Nevertheless, on October 13, 2014, Bowman alleges that she specifically complained to Broom about the discriminatory treatment in regards to classroom sizes. Compl. ¶¶ 53-56. Bowman allegedly expressed to Broom her belief that the addition of a new teacher to the fourth grade class lightened the workload of Tousig-nant, a Caucasian teacher. Id. Bowman then complained to-Broom that “Departmentalization wasn’t even considered to decrease my load. Why was Tousignant was given relief? This is discrimination.” Id. From this -context, Broom reasonably should have been aware that Bowman’s complaint noted a distinction in treatment between Tousignant, a Caucasian teacher, and Bowman, an African American teacher. -Although, Bowman did. not explicitly state it was racial discrimination, she did not have to be so explicit when the context clearly conveyed the purported racial impetus. Bowman has thus sufficiently alleged that she engaged in a protected activity.7
B. Adverse Employment Action
The Board does not dispute it took adverse employment action against Bowman. Bowman was placed .on administrative leave in January 2015 and, on February 5, 2015, she was suspended without pay for alleged misconduct. Compl. ¶¶65, 66, 69.
C. Causal Link
Even assuming that Plaintiff sufficiently alleged protected activity, Defendant argues that she has failed to show a causal nexus between the protected activity and the adverse employment action.8 Although a plaintiff may not conclusorily assert the existence of a “causal connection,” the’ presence of a “close” temporal relationship between the protected activity and the alleged adverse action can be sufficient to establish a causal connection at the pleading stage. See Clark County Sch. Dist. v. Breeden, 532 U.S. 268, 273, 121 S.Ct. 1508, 149 L.Ed.2d 509 (2001) (holding that alleged, “temporal proximity” must be “very close” to satisfy this third element).
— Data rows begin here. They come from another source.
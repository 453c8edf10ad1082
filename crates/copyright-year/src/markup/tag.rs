use std::fmt;
use std::str::FromStr;

/// Markup tag of the container element.
#[derive(Debug, Clone, Copy, Default, PartialEq, Eq, Hash)]
pub enum Tag {
    #[default]
    Span,
    Div,
    P,
    Small,
    Strong,
    Em,
    Footer,
    H1,
    H2,
    H3,
    H4,
    H5,
    H6,
}

impl Tag {
    pub const ALL: [Tag; 13] = [
        Tag::Span,
        Tag::Div,
        Tag::P,
        Tag::Small,
        Tag::Strong,
        Tag::Em,
        Tag::Footer,
        Tag::H1,
        Tag::H2,
        Tag::H3,
        Tag::H4,
        Tag::H5,
        Tag::H6,
    ];

    #[must_use]
    pub fn as_str(&self) -> &'static str {
        match self {
            Tag::Span => "span",
            Tag::Div => "div",
            Tag::P => "p",
            Tag::Small => "small",
            Tag::Strong => "strong",
            Tag::Em => "em",
            Tag::Footer => "footer",
            Tag::H1 => "h1",
            Tag::H2 => "h2",
            Tag::H3 => "h3",
            Tag::H4 => "h4",
            Tag::H5 => "h5",
            Tag::H6 => "h6",
        }
    }

    /// Heading level, `None` for non-heading tags.
    #[must_use]
    pub fn heading_level(&self) -> Option<u8> {
        match self {
            Tag::H1 => Some(1),
            Tag::H2 => Some(2),
            Tag::H3 => Some(3),
            Tag::H4 => Some(4),
            Tag::H5 => Some(5),
            Tag::H6 => Some(6),
            _ => None,
        }
    }
}

impl fmt::Display for Tag {
    fn fmt(&self, f: &mut fmt::Formatter<'_>) -> fmt::Result {
        f.write_str(self.as_str())
    }
}

#[derive(Debug, Clone, PartialEq, Eq, thiserror::Error)]
#[error("unknown tag: {0:?}")]
pub struct UnknownTagError(pub String);

impl FromStr for Tag {
    type Err = UnknownTagError;

    fn from_str(s: &str) -> Result<Self, Self::Err> {
        let name = s.trim();
        Tag::ALL
            .into_iter()
            .find(|tag| tag.as_str().eq_ignore_ascii_case(name))
            .ok_or_else(|| UnknownTagError(s.to_string()))
    }
}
If the employer did not know of the protected activity, then even temporal proximity cannot save a plaintiffs claim. Price v. Thompson, 380 F.3d 209, 213 (4th Cir. *2502004) (explaining that the employer must know the employee engaged in protected activity as a prerequisite to establishing a causal connection). The Fourth Circuit has not set forth a specific timeframe for what constitutes “very close.” Pascaul v. Lowe’s Home Centers, Inc., 193 Fed.Appx. 229, 233 (4th Cir.2006). However, in cases where the temporal proximity is “missing,” “courts may look to the intervening period for other evidence of retaliatory animus.” Lettieri v. Equant Inc., 478 F.3d 640, 650 (4th Cir.2007) (quoting Farrell v. Planters Lifesavers Co., 206 F.3d 271, 281 (3rd Cir.2000)).
Approximately three months passed between Bowman’s direct complaint to Broom alleging discriminatory treatment on October 13, 2014 and the placing of Bowman on administrative leave in January 2015. Yet, certain intervening events may demonstrate plausible retaliatory animus. For example, Bowman claims that she was relieved of Team Léader duties, other teachers were no longer sent to observe her room, and she allegedly received negative comments about her job performance. Each adverse action was plausibly in retaliation for her October 13th complaint to Broom. Accordingly, Bowman has alleged facts sufficient to show a causal link between her protected activity and the Board’s adverse employment action.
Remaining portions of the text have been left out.